Content starts

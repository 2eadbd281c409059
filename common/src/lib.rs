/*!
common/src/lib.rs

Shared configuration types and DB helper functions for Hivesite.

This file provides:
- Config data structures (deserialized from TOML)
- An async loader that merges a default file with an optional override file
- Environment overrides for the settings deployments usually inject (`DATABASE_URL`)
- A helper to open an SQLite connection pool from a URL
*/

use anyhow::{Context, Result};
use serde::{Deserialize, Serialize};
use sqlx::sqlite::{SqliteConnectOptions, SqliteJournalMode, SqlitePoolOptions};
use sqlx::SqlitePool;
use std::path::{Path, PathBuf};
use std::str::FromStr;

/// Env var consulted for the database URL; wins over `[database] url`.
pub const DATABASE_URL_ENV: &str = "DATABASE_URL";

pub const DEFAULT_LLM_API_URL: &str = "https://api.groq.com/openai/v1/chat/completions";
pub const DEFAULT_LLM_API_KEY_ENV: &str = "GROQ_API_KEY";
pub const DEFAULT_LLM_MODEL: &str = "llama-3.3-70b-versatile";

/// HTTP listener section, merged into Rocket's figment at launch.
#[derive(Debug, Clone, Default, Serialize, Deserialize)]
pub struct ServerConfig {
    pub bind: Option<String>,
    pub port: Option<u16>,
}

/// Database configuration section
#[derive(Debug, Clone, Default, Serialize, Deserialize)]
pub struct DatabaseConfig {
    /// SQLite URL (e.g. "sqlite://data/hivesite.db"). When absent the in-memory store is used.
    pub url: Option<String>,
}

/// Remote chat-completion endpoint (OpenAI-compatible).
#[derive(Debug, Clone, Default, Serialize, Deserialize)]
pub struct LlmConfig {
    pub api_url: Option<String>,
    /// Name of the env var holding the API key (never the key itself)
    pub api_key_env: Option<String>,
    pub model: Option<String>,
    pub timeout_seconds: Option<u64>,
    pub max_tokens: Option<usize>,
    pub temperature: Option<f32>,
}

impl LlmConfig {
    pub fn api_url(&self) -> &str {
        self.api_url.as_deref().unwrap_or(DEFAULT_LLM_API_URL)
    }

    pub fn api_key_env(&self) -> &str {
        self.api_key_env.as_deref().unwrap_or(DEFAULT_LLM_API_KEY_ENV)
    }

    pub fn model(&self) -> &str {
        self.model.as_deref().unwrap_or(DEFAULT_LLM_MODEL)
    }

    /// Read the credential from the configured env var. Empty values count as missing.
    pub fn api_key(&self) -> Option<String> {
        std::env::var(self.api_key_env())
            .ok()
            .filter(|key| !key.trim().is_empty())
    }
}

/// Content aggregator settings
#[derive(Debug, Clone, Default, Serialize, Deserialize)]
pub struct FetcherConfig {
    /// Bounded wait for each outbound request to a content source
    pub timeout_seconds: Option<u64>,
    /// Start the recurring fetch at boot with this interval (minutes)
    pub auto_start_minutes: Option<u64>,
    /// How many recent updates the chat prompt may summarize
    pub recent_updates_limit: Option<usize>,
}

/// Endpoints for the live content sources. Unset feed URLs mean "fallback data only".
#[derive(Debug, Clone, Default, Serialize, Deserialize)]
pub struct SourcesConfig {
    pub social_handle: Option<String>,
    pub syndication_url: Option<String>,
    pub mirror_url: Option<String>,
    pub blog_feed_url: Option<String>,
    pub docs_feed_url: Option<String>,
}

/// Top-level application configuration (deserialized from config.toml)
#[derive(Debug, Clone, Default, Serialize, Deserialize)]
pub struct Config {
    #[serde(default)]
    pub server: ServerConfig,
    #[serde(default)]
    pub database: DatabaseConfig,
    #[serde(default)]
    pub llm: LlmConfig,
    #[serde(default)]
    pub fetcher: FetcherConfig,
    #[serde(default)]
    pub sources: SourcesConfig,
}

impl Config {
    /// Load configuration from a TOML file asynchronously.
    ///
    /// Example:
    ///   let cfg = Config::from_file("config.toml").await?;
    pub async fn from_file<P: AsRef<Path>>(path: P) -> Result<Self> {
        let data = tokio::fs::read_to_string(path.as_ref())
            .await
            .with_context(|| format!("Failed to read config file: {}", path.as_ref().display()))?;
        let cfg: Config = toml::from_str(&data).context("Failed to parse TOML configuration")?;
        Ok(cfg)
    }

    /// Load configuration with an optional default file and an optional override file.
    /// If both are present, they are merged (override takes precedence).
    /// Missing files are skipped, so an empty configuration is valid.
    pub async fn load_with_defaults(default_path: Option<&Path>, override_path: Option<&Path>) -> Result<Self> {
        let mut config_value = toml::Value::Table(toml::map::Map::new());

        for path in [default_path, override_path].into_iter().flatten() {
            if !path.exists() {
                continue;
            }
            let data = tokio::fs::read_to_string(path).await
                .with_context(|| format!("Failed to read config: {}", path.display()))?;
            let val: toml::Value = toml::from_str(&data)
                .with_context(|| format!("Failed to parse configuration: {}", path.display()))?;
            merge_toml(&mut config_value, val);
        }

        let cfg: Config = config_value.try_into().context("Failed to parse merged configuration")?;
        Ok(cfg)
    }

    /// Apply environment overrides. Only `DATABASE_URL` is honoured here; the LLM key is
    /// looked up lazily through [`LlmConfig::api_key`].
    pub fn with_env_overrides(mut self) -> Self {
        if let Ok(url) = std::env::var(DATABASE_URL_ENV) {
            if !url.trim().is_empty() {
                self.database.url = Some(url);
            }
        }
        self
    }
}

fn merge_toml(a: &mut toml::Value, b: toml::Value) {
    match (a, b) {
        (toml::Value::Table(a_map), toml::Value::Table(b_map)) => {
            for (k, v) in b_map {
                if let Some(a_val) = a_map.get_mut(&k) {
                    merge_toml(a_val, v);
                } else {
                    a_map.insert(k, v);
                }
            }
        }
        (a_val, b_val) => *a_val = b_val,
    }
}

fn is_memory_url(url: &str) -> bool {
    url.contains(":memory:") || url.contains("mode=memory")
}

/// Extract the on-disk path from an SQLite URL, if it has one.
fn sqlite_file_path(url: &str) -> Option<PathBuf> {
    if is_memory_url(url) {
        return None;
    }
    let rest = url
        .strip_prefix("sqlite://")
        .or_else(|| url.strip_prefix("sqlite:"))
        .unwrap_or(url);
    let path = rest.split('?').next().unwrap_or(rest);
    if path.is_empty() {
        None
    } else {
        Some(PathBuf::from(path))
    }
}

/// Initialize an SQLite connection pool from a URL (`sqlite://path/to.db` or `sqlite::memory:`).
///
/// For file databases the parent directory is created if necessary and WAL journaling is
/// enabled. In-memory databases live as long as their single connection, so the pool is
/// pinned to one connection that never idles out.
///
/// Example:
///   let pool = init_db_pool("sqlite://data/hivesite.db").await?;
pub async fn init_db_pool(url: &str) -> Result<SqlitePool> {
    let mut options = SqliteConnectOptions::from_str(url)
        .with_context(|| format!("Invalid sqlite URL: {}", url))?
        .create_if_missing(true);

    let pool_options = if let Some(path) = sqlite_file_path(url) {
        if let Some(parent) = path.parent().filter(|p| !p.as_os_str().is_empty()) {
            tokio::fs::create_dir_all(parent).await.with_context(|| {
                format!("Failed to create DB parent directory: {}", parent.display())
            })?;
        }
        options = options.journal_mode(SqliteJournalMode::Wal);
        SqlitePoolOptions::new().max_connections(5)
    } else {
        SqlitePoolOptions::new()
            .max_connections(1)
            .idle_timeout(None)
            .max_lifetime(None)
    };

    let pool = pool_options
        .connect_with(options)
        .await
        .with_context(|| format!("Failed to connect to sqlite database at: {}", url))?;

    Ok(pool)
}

Content ends

◆ What to do
Output the listing exactly.

◆ Response to the task
repository 2eadbd281c409059
filename common/src/lib.rs
/*!
common/src/lib.rs

Shared configuration types and DB helper functions for Hivesite.

This file provides:
- Config data structures (deserialized from TOML)
- An async loader that merges a default file with an optional override file
- Environment overrides for the settings deployments usually inject (`DATABASE_URL`)
- A helper to open an SQLite connection pool from a URL
*/

use anyhow::{Context, Result};
use serde::{Deserialize, Serialize};
use sqlx::sqlite::{SqliteConnectOptions, SqliteJournalMode, SqlitePoolOptions};
use sqlx::SqlitePool;
use std::path::{Path, PathBuf};
use std::str::FromStr;

/// Env var consulted for the database URL; wins over `[database] url`.
pub const DATABASE_URL_ENV: &str = "DATABASE_URL";

pub const DEFAULT_LLM_API_URL: &str = "https://api.groq.com/openai/v1/chat/completions";
pub const DEFAULT_LLM_API_KEY_ENV: &str = "GROQ_API_KEY";
pub const DEFAULT_LLM_MODEL: &str = "llama-3.3-70b-versatile";

/// HTTP listener section, merged into Rocket's figment at launch.
#[derive(Debug, Clone, Default, Serialize, Deserialize)]
pub struct ServerConfig {
    pub bind: Option<String>,
    pub port: Option<u16>,
}

/// Database configuration section
#[derive(Debug, Clone, Default, Serialize, Deserialize)]
pub struct DatabaseConfig {
    /// SQLite URL (e.g. "sqlite://data/hivesite.db"). When absent the in-memory store is used.
    pub url: Option<String>,
}

/// Remote chat-completion endpoint (OpenAI-compatible).
#[derive(Debug, Clone, Default, Serialize, Deserialize)]
pub struct LlmConfig {
    pub api_url: Option<String>,
    /// Name of the env var holding the API key (never the key itself)
    pub api_key_env: Option<String>,
    pub model: Option<String>,
    pub timeout_seconds: Option<u64>,
    pub max_tokens: Option<usize>,
    pub temperature: Option<f32>,
}

impl LlmConfig {
    pub fn api_url(&self) -> &str {
        self.api_url.as_deref().unwrap_or(DEFAULT_LLM_API_URL)
    }

    pub fn api_key_env(&self) -> &str {
        self.api_key_env.as_deref().unwrap_or(DEFAULT_LLM_API_KEY_ENV)
    }

    pub fn model(&self) -> &str {
        self.model.as_deref().unwrap_or(DEFAULT_LLM_MODEL)
    }

    /// Read the credential from the configured env var. Empty values count as missing.
    pub fn api_key(&self) -> Option<String> {
        std::env::var(self.api_key_env())
            .ok()
            .filter(|key| !key.trim().is_empty())
    }
}

/// Content aggregator settings
#[derive(Debug, Clone, Default, Serialize, Deserialize)]
pub struct FetcherConfig {
    /// Bounded wait for each outbound request to a content source
    pub timeout_seconds: Option<u64>,
    /// Start the recurring fetch at boot with this interval (minutes)
    pub auto_start_minutes: Option<u64>,
    /// How many recent updates the chat prompt may summarize
    pub recent_updates_limit: Option<usize>,
}

/// Endpoints for the live content sources. Unset feed URLs mean "fallback data only".
#[derive(Debug, Clone, Default, Serialize, Deserialize)]
pub struct SourcesConfig {
    pub social_handle: Option<String>,
    pub syndication_url: Option<String>,
    pub mirror_url: Option<String>,
    pub blog_feed_url: Option<String>,
    pub docs_feed_url: Option<String>,
}

/// Top-level application configuration (deserialized from config.toml)
#[derive(Debug, Clone, Default, Serialize, Deserialize)]
pub struct Config {
    #[serde(default)]
    pub server: ServerConfig,
    #[serde(default)]
    pub database: DatabaseConfig,
    #[serde(default)]
    pub llm: LlmConfig,
    #[serde(default)]
    pub fetcher: FetcherConfig,
    #[serde(default)]
    pub sources: SourcesConfig,
}

impl Config {
    /// Load configuration from a TOML file asynchronously.
    ///
    /// Example:
    ///   let cfg = Config::from_file("config.toml").await?;
    pub async fn from_file<P: AsRef<Path>>(path: P) -> Result<Self> {
        let data = tokio::fs::read_to_string(path.as_ref())
            .await
            .with_context(|| format!("Failed to read config file: {}", path.as_ref().display()))?;
        let cfg: Config = toml::from_str(&data).context("Failed to parse TOML configuration")?;
        Ok(cfg)
    }

    /// Load configuration with an optional default file and an optional override file.
    /// If both are present, they are merged (override takes precedence).
    /// Missing files are skipped, so an empty configuration is valid.
    pub async fn load_with_defaults(default_path: Option<&Path>, override_path: Option<&Path>) -> Result<Self> {
        let mut config_value = toml::Value::Table(toml::map::Map::new());

        for path in [default_path, override_path].into_iter().flatten() {
            if !path.exists() {
                continue;
            }
            let data = tokio::fs::read_to_string(path).await
                .with_context(|| format!("Failed to read config: {}", path.display()))?;
            let val: toml::Value = toml::from_str(&data)
                .with_context(|| format!("Failed to parse configuration: {}", path.display()))?;
            merge_toml(&mut config_value, val);
        }

        let cfg: Config = config_value.try_into().context("Failed to parse merged configuration")?;
        Ok(cfg)
    }

    /// Apply environment overrides. Only `DATABASE_URL` is honoured here; the LLM key is
    /// looked up lazily through [`LlmConfig::api_key`].
    pub fn with_env_overrides(mut self) -> Self {
        if let Ok(url) = std::env::var(DATABASE_URL_ENV) {
            if !url.trim().is_empty() {
                self.database.url = Some(url);
            }
        }
        self
    }
}

fn merge_toml(a: &mut toml::Value, b: toml::Value) {
    match (a, b) {
        (toml::Value::Table(a_map), toml::Value::Table(b_map)) => {
            for (k, v) in b_map {
                if let Some(a_val) = a_map.get_mut(&k) {
                    merge_toml(a_val, v);
                } else {
                    a_map.insert(k, v);
                }
            }
        }
        (a_val, b_val) => *a_val = b_val,
    }
}

fn is_memory_url(url: &str) -> bool {
    url.contains(":memory:") || url.contains("mode=memory")
}

/// Extract the on-disk path from an SQLite URL, if it has one.
fn sqlite_file_path(url: &str) -> Option<PathBuf> {
    if is_memory_url(url) {
        return None;
    }
    let rest = url
        .strip_prefix("sqlite://")
        .or_else(|| url.strip_prefix("sqlite:"))
        .unwrap_or(url);
    let path = rest.split('?').next().unwrap_or(rest);
    if path.is_empty() {
        None
    } else {
        Some(PathBuf::from(path))
    }
}

/// Initialize an SQLite connection pool from a URL (`sqlite://path/to.db` or `sqlite::memory:`).
///
/// For file databases the parent directory is created if necessary and WAL journaling is
/// enabled. In-memory databases live as long as their single connection, so the pool is
/// pinned to one connection that never idles out.
///
/// Example:
///   let pool = init_db_pool("sqlite://data/hivesite.db").await?;
pub async fn init_db_pool(url: &str) -> Result<SqlitePool> {
    let mut options = SqliteConnectOptions::from_str(url)
        .with_context(|| format!("Invalid sqlite URL: {}", url))?
        .create_if_missing(true);

    let pool_options = if let Some(path) = sqlite_file_path(url) {
        if let Some(parent) = path.parent().filter(|p| !p.as_os_str().is_empty()) {
            tokio::fs::create_dir_all(parent).await.with_context(|| {
                format!("Failed to create DB parent directory: {}", parent.display())
            })?;
        }
        options = options.journal_mode(SqliteJournalMode::Wal);
        SqlitePoolOptions::new().max_connections(5)
    } else {
        SqlitePoolOptions::new()
            .max_connections(1)
            .idle_timeout(None)
            .max_lifetime(None)
    };

    let pool = pool_options
        .connect_with(options)
        .await
        .with_context(|| format!("Failed to connect to sqlite database at: {}", url))?;

    Ok(pool)
}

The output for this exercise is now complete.